7. A method for constructing a model for predicting the overall survival of the clinical prognosis of triple negative breast cancer is characterized by comprising the following steps of:

s4, carrying out iterative linear regression analysis on the model candidate genes by circulating different model variable numbers (S), and establishing a model for overall survival of the clinical prognosis of the triple negative breast cancer; the model is as follows:

8. A kit for predicting the overall survival of the triple negative breast cancer after clinical prognosis, which comprises a detection reagent for the marker of claim 1;

preferably, the kit comprises the model of any one of claims 2-5.

9. The kit of claim 8, wherein the step of using the kit to predict the clinical prognostic overall survival of triple negative breast cancer comprises:

(2) substituting the mRNA expression level of the marker detected in the step (1) into the model of any one of claims 2-5, and calculating the survival score;

(3) when the survival score is larger than the threshold score, the overall survival rate of the triple negative breast cancer patient is low after clinical prognosis; when the survival score is smaller than the threshold score, the overall survival rate of the triple negative breast cancer patient is high after clinical prognosis;

preferably, the sample to be tested is from a tissue or a body fluid.

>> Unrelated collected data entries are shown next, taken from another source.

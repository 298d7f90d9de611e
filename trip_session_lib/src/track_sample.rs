use chrono::{DateTime, Utc};
use geo_types::Point;
use serde::{Deserialize, Serialize};

/// One accepted location fix belonging to a trip. Immutable once created.
#[derive(Debug, Clone, PartialEq, Serialize, Deserialize)]
pub struct TrackSample {
    pub trip_id: i64,
    pub timestamp: DateTime<Utc>,
    pub position: Point,
    pub speed_mps: f64,
}

impl TrackSample {
    pub fn new(trip_id: i64, timestamp: DateTime<Utc>, position: Point, speed_mps: f64) -> Self {
        Self {
            trip_id,
            timestamp,
            position,
            speed_mps,
        }
    }
}
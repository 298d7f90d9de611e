use std::{sync::Arc, time::Duration};

use chrono::{DateTime, Utc};
use geo_types::Point;
use tokio::sync::{mpsc, watch, Mutex};
use trip_session_lib::track_sample::TrackSample;

use crate::error::EngineError;

/// One raw location reading from a positioning provider.
#[derive(Debug, Clone, PartialEq)]
pub struct LocationFix {
    pub position: Point,
    pub speed_mps: f64,
    pub timestamp: DateTime<Utc>,
}

/// Upstream positioning source. A new `request_updates` call replaces any
/// previous subscription; dropping the returned receiver, or calling
/// `cancel_updates`, ends it.
#[async_trait::async_trait]
pub trait LocationProvider: Send + Sync + 'static {
    async fn request_updates(
        &self,
        interval: Duration,
        min_distance_meters: f64,
    ) -> Result<mpsc::Receiver<LocationFix>, EngineError>;

    async fn cancel_updates(&self);
}

/// Durable trip storage. The engine only appends; it never reads back.
#[async_trait::async_trait]
pub trait TripRepository: Send + Sync + 'static {
    async fn create_trip(&self, start_time: DateTime<Utc>) -> Result<i64, EngineError>;

    async fn append_sample(&self, sample: &TrackSample) -> Result<(), EngineError>;

    async fn finalize_trip(
        &self,
        trip_id: i64,
        end_time: DateTime<Utc>,
        distance_meters: f64,
        total_paused_ms: i64,
    ) -> Result<(), EngineError>;
}

pub const DEFAULT_INTERVAL_SECONDS: u32 = 5;

/// Live tracking settings. Readers subscribe and observe changes without
/// polling; `watch` only wakes them on distinct values.
pub struct SettingsStore {
    interval_seconds: watch::Sender<u32>,
    background_enabled: watch::Sender<bool>,
}

impl SettingsStore {
    pub fn new() -> Self {
        Self {
            interval_seconds: watch::Sender::new(DEFAULT_INTERVAL_SECONDS),
            background_enabled: watch::Sender::new(true),
        }
    }

    pub fn interval_seconds(&self) -> watch::Receiver<u32> {
        self.interval_seconds.subscribe()
    }

    pub fn background_enabled(&self) -> watch::Receiver<bool> {
        self.background_enabled.subscribe()
    }

    pub fn set_interval_seconds(&self, seconds: u32) {
        self.interval_seconds.send_replace(seconds.max(1));
    }

    pub fn set_background_enabled(&self, enabled: bool) {
        self.background_enabled.send_replace(enabled);
    }
}

impl Default for SettingsStore {
    fn default() -> Self {
        Self::new()
    }
}

struct ChannelProviderInner {
    permission_granted: bool,
    fix_tx: Option<mpsc::Sender<LocationFix>>,
    requested_interval: Option<Duration>,
}

/// Channel-fed location provider. Whatever owns the other end pushes fixes
/// into the active subscription; doubles as the test stand-in for a real
/// positioning client.
#[derive(Clone)]
pub struct ChannelLocationProvider {
    inner: Arc<Mutex<ChannelProviderInner>>,
}

impl ChannelLocationProvider {
    pub fn new() -> Self {
        Self {
            inner: Arc::new(Mutex::new(ChannelProviderInner {
                permission_granted: true,
                fix_tx: None,
                requested_interval: None,
            })),
        }
    }

    pub async fn set_permission_granted(&self, granted: bool) {
        self.inner.lock().await.permission_granted = granted;
    }

    /// Delivers a fix to the active subscription. Returns false if no
    /// subscription is active or the subscriber went away.
    pub async fn push_fix(&self, fix: LocationFix) -> bool {
        let tx = self.inner.lock().await.fix_tx.clone();
        match tx {
            Some(tx) => tx.send(fix).await.is_ok(),
            None => false,
        }
    }

    pub async fn requested_interval(&self) -> Option<Duration> {
        self.inner.lock().await.requested_interval
    }

    pub async fn has_subscription(&self) -> bool {
        self.inner.lock().await.fix_tx.is_some()
    }
}

impl Default for ChannelLocationProvider {
    fn default() -> Self {
        Self::new()
    }
}

#[async_trait::async_trait]
impl LocationProvider for ChannelLocationProvider {
    async fn request_updates(
        &self,
        interval: Duration,
        _min_distance_meters: f64,
    ) -> Result<mpsc::Receiver<LocationFix>, EngineError> {
        let mut inner = self.inner.lock().await;

        if !inner.permission_granted {
            return Err(EngineError::PermissionDenied);
        }

        let (tx, rx) = mpsc::channel(32);
        inner.fix_tx = Some(tx);
        inner.requested_interval = Some(interval);
        Ok(rx)
    }

    async fn cancel_updates(&self) {
        let mut inner = self.inner.lock().await;
        inner.fix_tx = None;
        inner.requested_interval = None;
    }
}
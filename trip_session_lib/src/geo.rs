use geo_types::Point;

pub const EARTH_RADIUS_METERS: f64 = 6_371_000.0;

/// Great-circle distance between two positions in meters, Haversine formula.
/// Positions are (lng, lat) points in degrees.
pub fn haversine_meters(a: Point, b: Point) -> f64 {
    let lat_a = a.y().to_radians();
    let lat_b = b.y().to_radians();
    let d_lat = (b.y() - a.y()).to_radians();
    let d_lng = (b.x() - a.x()).to_radians();

    let s = (d_lat / 2.0).sin().powi(2)
        + lat_a.cos() * lat_b.cos() * (d_lng / 2.0).sin().powi(2);

    // Clamp guards against rounding pushing s just past 1.0 for antipodal points
    let c = 2.0 * s.sqrt().min(1.0).asin();

    EARTH_RADIUS_METERS * c
}
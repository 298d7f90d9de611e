pub mod geo;
pub mod snapshot;
pub mod track_sample;
pub mod trip;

10. An apparatus for predicting overall survival of a clinical prognosis of triple negative breast cancer, the apparatus comprising a detection device and a processor;

the processor is used for reading the mRNA expression quantity of the gene measured by the detection device, calculating a survival score according to the model of any one of claims 2 to 5, and predicting that the overall survival rate of the subject is high or low according to the threshold score;

preferably, the apparatus further comprises an output device for outputting the prediction result of the processor.